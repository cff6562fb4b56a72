//! Serial link to the Atari ST.
//!
//! Received bytes are pushed from the UART interrupt into a 256-slot ring
//! and drained by the cooperative loop. Transmission is one byte at a time
//! and blocks until the transmitter is empty; the HD6301 paces its own
//! output so nothing is buffered on that side.

use std::sync::Arc;
use std::sync::atomic::{AtomicUsize, Ordering};
use std::sync::mpsc;

use ringbuf::traits::{Consumer, Observer, Producer, Split};
use ringbuf::{HeapCons, HeapProd, HeapRb};

/// Receive ring size.
pub const RX_BUFFER_SIZE: usize = 256;

/// IKBD line rate. The real divider gives 7812.5 baud.
pub const IKBD_BAUD: u32 = 7812;

#[derive(Debug, Clone, Copy, PartialEq, Eq)]
pub enum Parity {
    None,
    Even,
    Odd,
}

#[derive(Debug, Clone, Copy, PartialEq, Eq)]
pub struct UartConfig {
    pub baud: u32,
    pub data_bits: u8,
    pub stop_bits: u8,
    pub parity: Parity,
    pub fifo: bool,
}

impl Default for UartConfig {
    /// 7812 baud, 8N1, FIFOs off.
    fn default() -> Self {
        Self {
            baud: IKBD_BAUD,
            data_bits: 8,
            stop_bits: 1,
            parity: Parity::None,
            fifo: false,
        }
    }
}

impl UartConfig {
    /// Microseconds to shift one frame (start + data + parity + stop).
    #[must_use]
    pub fn frame_us(&self) -> u64 {
        let parity = u32::from(self.parity != Parity::None);
        let bits = 1 + u32::from(self.data_bits) + parity + u32::from(self.stop_bits);
        u64::from(bits) * 1_000_000 / u64::from(self.baud.max(1))
    }
}

/// The receive side of a UART peripheral.
pub trait Uart {
    fn configure(&mut self, config: &UartConfig);

    fn set_rx_interrupt(&mut self, enabled: bool);

    /// Next byte from the receive register, if one is waiting.
    fn read_byte(&mut self) -> Option<u8>;
}

/// A UART fed from an in-process channel, for hosts without serial
/// hardware. Each byte sent on the channel arrives as a received byte.
pub struct ChannelUart {
    incoming: mpsc::Receiver<u8>,
    config: Option<UartConfig>,
    rx_interrupt: bool,
}

impl ChannelUart {
    #[must_use]
    pub fn new() -> (Self, mpsc::Sender<u8>) {
        let (tx, incoming) = mpsc::channel();
        (
            Self {
                incoming,
                config: None,
                rx_interrupt: false,
            },
            tx,
        )
    }

    #[must_use]
    pub fn config(&self) -> Option<&UartConfig> {
        self.config.as_ref()
    }

    #[must_use]
    pub fn rx_interrupt_enabled(&self) -> bool {
        self.rx_interrupt
    }
}

impl Uart for ChannelUart {
    fn configure(&mut self, config: &UartConfig) {
        self.config = Some(*config);
    }

    fn set_rx_interrupt(&mut self, enabled: bool) {
        self.rx_interrupt = enabled;
    }

    fn read_byte(&mut self) -> Option<u8> {
        self.incoming.try_recv().ok()
    }
}

/// The interrupt-context half of the serial port.
pub struct SerialPort<U> {
    uart: U,
    config: UartConfig,
    rx: HeapProd<u8>,
    dropped: Arc<AtomicUsize>,
    open: bool,
}

impl<U: Uart> SerialPort<U> {
    /// Build the port and the consumer half of its receive ring.
    #[must_use]
    pub fn new(uart: U, config: UartConfig) -> (Self, RxBuffer) {
        let (rx, cons) = HeapRb::<u8>::new(RX_BUFFER_SIZE).split();
        let dropped = Arc::new(AtomicUsize::new(0));
        (
            Self {
                uart,
                config,
                rx,
                dropped: Arc::clone(&dropped),
                open: false,
            },
            RxBuffer { rx: cons, dropped },
        )
    }

    /// Configure the UART and enable the receive interrupt.
    pub fn open(&mut self) {
        self.uart.configure(&self.config);
        self.uart.set_rx_interrupt(true);
        self.open = true;
        log::info!(
            "Serial port open: {} baud, {}{}{}",
            self.config.baud,
            self.config.data_bits,
            match self.config.parity {
                Parity::None => 'N',
                Parity::Even => 'E',
                Parity::Odd => 'O',
            },
            self.config.stop_bits
        );
    }

    pub fn close(&mut self) {
        self.uart.set_rx_interrupt(false);
        self.open = false;
        log::info!("Serial port closed");
    }

    #[must_use]
    pub fn is_open(&self) -> bool {
        self.open
    }

    #[must_use]
    pub fn config(&self) -> &UartConfig {
        &self.config
    }

    #[must_use]
    pub fn uart(&self) -> &U {
        &self.uart
    }

    /// Drain the UART into the ring. Bytes that find the ring full are
    /// dropped.
    pub fn on_rx_interrupt(&mut self) {
        if !self.open {
            return;
        }
        while let Some(byte) = self.uart.read_byte() {
            if self.rx.try_push(byte).is_err() {
                let dropped = self.dropped.fetch_add(1, Ordering::Relaxed) + 1;
                log::trace!("RX buffer full, dropped {byte:#04X} ({dropped} total)");
            }
        }
    }
}

/// The consumer half of the receive ring.
pub struct RxBuffer {
    rx: HeapCons<u8>,
    dropped: Arc<AtomicUsize>,
}

impl RxBuffer {
    /// Bytes waiting.
    #[must_use]
    pub fn rx_available(&self) -> usize {
        self.rx.occupied_len()
    }

    pub fn rx_buffer_get(&mut self) -> Option<u8> {
        self.rx.try_pop()
    }

    /// Bytes lost to a full ring since start-up.
    #[must_use]
    pub fn dropped(&self) -> usize {
        self.dropped.load(Ordering::Relaxed)
    }
}

/// Where the HD6301's transmitted bytes go.
pub trait SerialTx {
    /// Wait for the transmitter to empty, then send `byte`.
    fn send_blocking(&mut self, byte: u8);
}

impl SerialTx for Vec<u8> {
    fn send_blocking(&mut self, byte: u8) {
        self.push(byte);
    }
}

impl SerialTx for mpsc::Sender<u8> {
    fn send_blocking(&mut self, byte: u8) {
        if self.send(byte).is_err() {
            log::warn!("TX receiver gone, dropped {byte:#04X}");
        }
    }
}

impl<T: SerialTx + ?Sized> SerialTx for Box<T> {
    fn send_blocking(&mut self, byte: u8) {
        (**self).send_blocking(byte);
    }
}

/// The transmit side of a UART peripheral.
pub trait TxLine {
    /// The transmit holding register can take a byte.
    fn is_writable(&mut self) -> bool;

    fn write(&mut self, byte: u8);
}

/// Busy-waits on a [`TxLine`] before each write.
pub struct BlockingTx<L> {
    line: L,
}

impl<L: TxLine> BlockingTx<L> {
    #[must_use]
    pub fn new(line: L) -> Self {
        Self { line }
    }

    #[must_use]
    pub fn into_inner(self) -> L {
        self.line
    }
}

impl<L: TxLine> SerialTx for BlockingTx<L> {
    fn send_blocking(&mut self, byte: u8) {
        while !self.line.is_writable() {
            std::hint::spin_loop();
        }
        self.line.write(byte);
    }
}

....

An exact copy of the lines above, from the one containing "Wait for the" down to the one containing "receiver gone, dropped" and including both, is the whole answer; retype it and nothing else.

Solution to this problem:
    /// Wait for the transmitter to empty, then send `byte`.
    fn send_blocking(&mut self, byte: u8);
}

impl SerialTx for Vec<u8> {
    fn send_blocking(&mut self, byte: u8) {
        self.push(byte);
    }
}

impl SerialTx for mpsc::Sender<u8> {
    fn send_blocking(&mut self, byte: u8) {
        if self.send(byte).is_err() {
            log::warn!("TX receiver gone, dropped {byte:#04X}");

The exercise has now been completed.